### Instructions for the task
Please give the data below again in full, exactly as it stands.

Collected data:
═══

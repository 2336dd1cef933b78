use chrono::{DateTime, Utc};
use serde::{Deserialize, Serialize};
use std::fmt;
use uuid::Uuid;

use super::RootArguments;
use crate::state_machine::FlowState;

/// Opaque identifier of one evaluation run
#[derive(Debug, Clone, Copy, PartialEq, Eq, Hash, Serialize, Deserialize)]
#[serde(transparent)]
pub struct FlowId(Uuid);

impl FlowId {
    pub fn new() -> Self {
        Self(Uuid::new_v4())
    }
}

impl Default for FlowId {
    fn default() -> Self {
        Self::new()
    }
}

impl fmt::Display for FlowId {
    fn fmt(&self, f: &mut fmt::Formatter<'_>) -> fmt::Result {
        self.0.fmt(f)
    }
}

/// One end-to-end evaluation run
///
/// `status` is derived state: it is recomputed on every processor-state write
/// and flips to a terminal value exactly once, when the last processor row
/// reaches a terminal status. `end_time` and `run_duration_ms` are stamped in
/// that same write.
#[derive(Debug, Clone, Serialize, Deserialize)]
pub struct Flow {
    pub id: FlowId,
    pub flow_type: String,
    pub root_arguments: RootArguments,
    pub status: FlowState,
    pub initiated_by: String,
    pub start_time: DateTime<Utc>,
    pub end_time: Option<DateTime<Utc>>,
    pub run_duration_ms: Option<i64>,
}

impl Flow {
    pub fn new(flow_type: impl Into<String>, root_arguments: RootArguments, initiated_by: impl Into<String>) -> Self {
        Self {
            id: FlowId::new(),
            flow_type: flow_type.into(),
            root_arguments,
            status: FlowState::Started,
            initiated_by: initiated_by.into(),
            start_time: Utc::now(),
            end_time: None,
            run_duration_ms: None,
        }
    }

    /// Stamp the terminal status and timing; a no-op if already finalized
    pub fn finalize(&mut self, status: FlowState, at: DateTime<Utc>) {
        if self.end_time.is_some() {
            return;
        }
        self.status = status;
        self.end_time = Some(at);
        self.run_duration_ms = Some((at - self.start_time).num_milliseconds());
    }

    pub fn is_terminal(&self) -> bool {
        self.status.is_terminal()
    }
}
//! # Run State Records
//!
//! Data layer for the run state store: one [`Flow`] record per evaluation run
//! and one [`ProcessorStateRecord`] per (flow, processor) pair. The
//! orchestrator is the only writer of both; reporting consumers read
//! immutable snapshots.

pub mod flow;
pub mod processor_state;

use std::collections::HashMap;

pub use flow::{Flow, FlowId};
pub use processor_state::{FailureDetail, ProcessorStateRecord};

/// Result mapping produced by a processor and consumed by its dependents
pub type ResultMap = HashMap<String, serde_json::Value>;

/// Immutable key-value bag of inputs shared by every processor in a flow
pub type RootArguments = HashMap<String, serde_json::Value>;
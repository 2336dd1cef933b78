//! # Task Dispatcher Contract
//!
//! The orchestrator's only outbound seam: an asynchronous, at-least-once
//! task execution facility with per-task retry. The orchestrator submits one
//! message per processor execution and is driven entirely by the result
//! messages that come back; it never polls or blocks on a running processor.

use async_trait::async_trait;

use super::errors::DispatchError;
use super::message::DispatchMessage;

#[async_trait]
pub trait TaskDispatcher: Send + Sync {
    /// Enqueue asynchronous execution of one processor
    ///
    /// Guarantees at-least-once execution and at least one result message
    /// back on the results queue per terminal outcome. On permanent retry
    /// exhaustion a `RetriesExhausted` report is emitted rather than
    /// dropping the task silently.
    async fn submit(&self, message: DispatchMessage) -> Result<(), DispatchError>;
}
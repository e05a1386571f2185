//! `ArrivalProcess` — seeds the backlog, then adds a batch every period.

use log::{debug, trace};

use wl_core::{ArrivalPattern, ArrivalRng, Entity, PERIOD_LENGTH_TICKS, ScenarioConfig};

use crate::{Process, ProcessContext, ProcessResult, Resume};

/// How many entities arrive each period.
enum BatchSize {
    Fixed(u32),
    Poisson(ArrivalRng),
}

impl BatchSize {
    fn next(&mut self) -> u32 {
        match self {
            BatchSize::Fixed(n) => *n,
            BatchSize::Poisson(rng) => rng.next_batch(),
        }
    }
}

/// Generates the initial backlog and the periodic arrival batches.
///
/// - `start` (tick 0, before any event): `initial_backlog` entities arriving
///   at tick 0.
/// - `resume` at every period boundary: one batch arriving at the current
///   tick, then suspend for one period.
///
/// A batch size of 0 is legal; the process still wakes every period.
pub struct ArrivalProcess {
    initial_backlog: u32,
    batch:           BatchSize,
}

impl ArrivalProcess {
    /// Exactly `arrivals_per_period` entities every period.
    pub fn fixed(initial_backlog: u32, arrivals_per_period: u32) -> Self {
        Self {
            initial_backlog,
            batch: BatchSize::Fixed(arrivals_per_period),
        }
    }

    /// Build from a scenario, honouring its [`ArrivalPattern`].
    pub fn from_config(config: &ScenarioConfig) -> ProcessResult<Self> {
        match config.arrivals {
            ArrivalPattern::Fixed => Ok(Self::fixed(config.initial_backlog, config.arrivals_per_period)),
            ArrivalPattern::Poisson { seed } => Ok(Self {
                initial_backlog: config.initial_backlog,
                batch: BatchSize::Poisson(ArrivalRng::new(seed, config.arrivals_per_period)?),
            }),
        }
    }

    /// Enqueue `count` new entities arriving now.
    fn enqueue(ctx: &mut ProcessContext<'_>, count: u32) -> ProcessResult<()> {
        for _ in 0..count {
            let id = ctx.allocator.next_id();
            ctx.queue.push_back(Entity::new(id, ctx.now))?;
        }
        Ok(())
    }
}

impl Process for ArrivalProcess {
    fn name(&self) -> &'static str {
        "arrivals"
    }

    fn start(&mut self, ctx: &mut ProcessContext<'_>) -> ProcessResult<()> {
        Self::enqueue(ctx, self.initial_backlog)?;
        debug!("{}: initial backlog of {} entities", ctx.now, self.initial_backlog);
        Ok(())
    }

    fn resume(&mut self, ctx: &mut ProcessContext<'_>) -> ProcessResult<Resume> {
        let count = self.batch.next();
        Self::enqueue(ctx, count)?;
        trace!("{}: {} arrivals, queue length {}", ctx.now, count, ctx.queue.len());
        Ok(Resume::After(PERIOD_LENGTH_TICKS))
    }
}
use thiserror::Error;

use wl_core::WlError;
use wl_queue::QueueError;

#[derive(Debug, Error)]
pub enum ProcessError {
    #[error("waiting list error: {0}")]
    Queue(#[from] QueueError),

    #[error(transparent)]
    Core(#[from] WlError),

    #[error("period record {0} is beyond the representable period range")]
    PeriodOverflow(usize),
}

pub type ProcessResult<T> = Result<T, ProcessError>;
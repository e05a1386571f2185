//! `wl-queue` — the shared waiting list and the scheduler's event index.
//!
//! # Crate layout
//!
//! | Module            | Contents                                              |
//! |-------------------|-------------------------------------------------------|
//! | [`waiting_list`]  | `WaitingList` (FIFO of `EntityId` + arrival-time map) |
//! | [`event_queue`]   | `EventQueue` (`BTreeMap<Tick, Vec<ProcessId>>`)       |
//! | [`error`]         | `QueueError`, `QueueResult<T>`                        |
//!
//! # Cargo features
//!
//! | Feature   | Effect                                                  |
//! |-----------|---------------------------------------------------------|
//! | `fx-hash` | FxHash instead of SipHash for the arrival-time map.     |

pub mod error;
pub mod event_queue;
pub mod waiting_list;

#[cfg(test)]
mod tests;

pub use error::{QueueError, QueueResult};
pub use event_queue::EventQueue;
pub use waiting_list::WaitingList;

═══

### Solution to this task
repository 2336dd1cef933b78
use chrono::{DateTime, Utc};
use serde::{Deserialize, Serialize};
use std::fmt;
use uuid::Uuid;

use super::RootArguments;
use crate::state_machine::FlowState;

/// Opaque identifier of one evaluation run
#[derive(Debug, Clone, Copy, PartialEq, Eq, Hash, Serialize, Deserialize)]
#[serde(transparent)]
pub struct FlowId(Uuid);

impl FlowId {
    pub fn new() -> Self {
        Self(Uuid::new_v4())
    }
}

impl Default for FlowId {
    fn default() -> Self {
        Self::new()
    }
}

impl fmt::Display for FlowId {
    fn fmt(&self, f: &mut fmt::Formatter<'_>) -> fmt::Result {
        self.0.fmt(f)
    }
}

/// One end-to-end evaluation run
///
/// `status` is derived state: it is recomputed on every processor-state write
/// and flips to a terminal value exactly once, when the last processor row
/// reaches a terminal status. `end_time` and `run_duration_ms` are stamped in
/// that same write.
#[derive(Debug, Clone, Serialize, Deserialize)]
pub struct Flow {
    pub id: FlowId,
    pub flow_type: String,
    pub root_arguments: RootArguments,
    pub status: FlowState,
    pub initiated_by: String,
    pub start_time: DateTime<Utc>,
    pub end_time: Option<DateTime<Utc>>,
    pub run_duration_ms: Option<i64>,
}

impl Flow {
    pub fn new(flow_type: impl Into<String>, root_arguments: RootArguments, initiated_by: impl Into<String>) -> Self {
        Self {
            id: FlowId::new(),
            flow_type: flow_type.into(),
            root_arguments,
            status: FlowState::Started,
            initiated_by: initiated_by.into(),
            start_time: Utc::now(),
            end_time: None,
            run_duration_ms: None,
        }
    }

    /// Stamp the terminal status and timing; a no-op if already finalized
    pub fn finalize(&mut self, status: FlowState, at: DateTime<Utc>) {
        if self.end_time.is_some() {
            return;
        }
        self.status = status;
        self.end_time = Some(at);
        self.run_duration_ms = Some((at - self.start_time).num_milliseconds());
    }

    pub fn is_terminal(&self) -> bool {
        self.status.is_terminal()
    }
}
//! # Run State Records
//!
//! Data layer for the run state store: one [`Flow`] record per evaluation run
//! and one [`ProcessorStateRecord`] per (flow, processor) pair. The
//! orchestrator is the only writer of both; reporting consumers read
//! immutable snapshots.

pub mod flow;
pub mod processor_state;

use std::collections::HashMap;

pub use flow::{Flow, FlowId};
pub use processor_state::{FailureDetail, ProcessorStateRecord};

/// Result mapping produced by a processor and consumed by its dependents
pub type ResultMap = HashMap<String, serde_json::Value>;

/// Immutable key-value bag of inputs shared by every processor in a flow
pub type RootArguments = HashMap<String, serde_json::Value>;
repository 2336dd1cef933b78
//! # Task Dispatcher Contract
//!
//! The orchestrator's only outbound seam: an asynchronous, at-least-once
//! task execution facility with per-task retry. The orchestrator submits one
//! message per processor execution and is driven entirely by the result
//! messages that come back; it never polls or blocks on a running processor.

use async_trait::async_trait;

use super::errors::DispatchError;
use super::message::DispatchMessage;

#[async_trait]
pub trait TaskDispatcher: Send + Sync {
    /// Enqueue asynchronous execution of one processor
    ///
    /// Guarantees at-least-once execution and at least one result message
    /// back on the results queue per terminal outcome. On permanent retry
    /// exhaustion a `RetriesExhausted` report is emitted rather than
    /// dropping the task silently.
    async fn submit(&self, message: DispatchMessage) -> Result<(), DispatchError>;
}
repository e05a1386571f2185
//! `ArrivalProcess` — seeds the backlog, then adds a batch every period.

use log::{debug, trace};

use wl_core::{ArrivalPattern, ArrivalRng, Entity, PERIOD_LENGTH_TICKS, ScenarioConfig};

use crate::{Process, ProcessContext, ProcessResult, Resume};

/// How many entities arrive each period.
enum BatchSize {
    Fixed(u32),
    Poisson(ArrivalRng),
}

impl BatchSize {
    fn next(&mut self) -> u32 {
        match self {
            BatchSize::Fixed(n) => *n,
            BatchSize::Poisson(rng) => rng.next_batch(),
        }
    }
}

/// Generates the initial backlog and the periodic arrival batches.
///
/// - `start` (tick 0, before any event): `initial_backlog` entities arriving
///   at tick 0.
/// - `resume` at every period boundary: one batch arriving at the current
///   tick, then suspend for one period.
///
/// A batch size of 0 is legal; the process still wakes every period.
pub struct ArrivalProcess {
    initial_backlog: u32,
    batch:           BatchSize,
}

impl ArrivalProcess {
    /// Exactly `arrivals_per_period` entities every period.
    pub fn fixed(initial_backlog: u32, arrivals_per_period: u32) -> Self {
        Self {
            initial_backlog,
            batch: BatchSize::Fixed(arrivals_per_period),
        }
    }

    /// Build from a scenario, honouring its [`ArrivalPattern`].
    pub fn from_config(config: &ScenarioConfig) -> ProcessResult<Self> {
        match config.arrivals {
            ArrivalPattern::Fixed => Ok(Self::fixed(config.initial_backlog, config.arrivals_per_period)),
            ArrivalPattern::Poisson { seed } => Ok(Self {
                initial_backlog: config.initial_backlog,
                batch: BatchSize::Poisson(ArrivalRng::new(seed, config.arrivals_per_period)?),
            }),
        }
    }

    /// Enqueue `count` new entities arriving now.
    fn enqueue(ctx: &mut ProcessContext<'_>, count: u32) -> ProcessResult<()> {
        for _ in 0..count {
            let id = ctx.allocator.next_id();
            ctx.queue.push_back(Entity::new(id, ctx.now))?;
        }
        Ok(())
    }
}

impl Process for ArrivalProcess {
    fn name(&self) -> &'static str {
        "arrivals"
    }

    fn start(&mut self, ctx: &mut ProcessContext<'_>) -> ProcessResult<()> {
        Self::enqueue(ctx, self.initial_backlog)?;
        debug!("{}: initial backlog of {} entities", ctx.now, self.initial_backlog);
        Ok(())
    }

    fn resume(&mut self, ctx: &mut ProcessContext<'_>) -> ProcessResult<Resume> {
        let count = self.batch.next();
        Self::enqueue(ctx, count)?;
        trace!("{}: {} arrivals, queue length {}", ctx.now, count, ctx.queue.len());
        Ok(Resume::After(PERIOD_LENGTH_TICKS))
    }
}
use thiserror::Error;

use wl_core::WlError;
use wl_queue::QueueError;

#[derive(Debug, Error)]
pub enum ProcessError {
    #[error("waiting list error: {0}")]
    Queue(#[from] QueueError),

    #[error(transparent)]
    Core(#[from] WlError),

    #[error("period record {0} is beyond the representable period range")]
    PeriodOverflow(usize),
}

pub type ProcessResult<T> = Result<T, ProcessError>;
repository e05a1386571f2185
//! `wl-queue` — the shared waiting list and the scheduler's event index.
//!
//! # Crate layout
//!
//! | Module            | Contents                                              |
//! |-------------------|-------------------------------------------------------|
//! | [`waiting_list`]  | `WaitingList` (FIFO of `EntityId` + arrival-time map) |
//! | [`event_queue`]   | `EventQueue` (`BTreeMap<Tick, Vec<ProcessId>>`)       |
//! | [`error`]         | `QueueError`, `QueueResult<T>`                        |
//!
//! # Cargo features
//!
//! | Feature   | Effect                                                  |
//! |-----------|---------------------------------------------------------|
//! | `fx-hash` | FxHash instead of SipHash for the arrival-time map.     |

pub mod error;
pub mod event_queue;
pub mod waiting_list;

#[cfg(test)]
mod tests;

pub use error::{QueueError, QueueResult};
pub use event_queue::EventQueue;
pub use waiting_list::WaitingList;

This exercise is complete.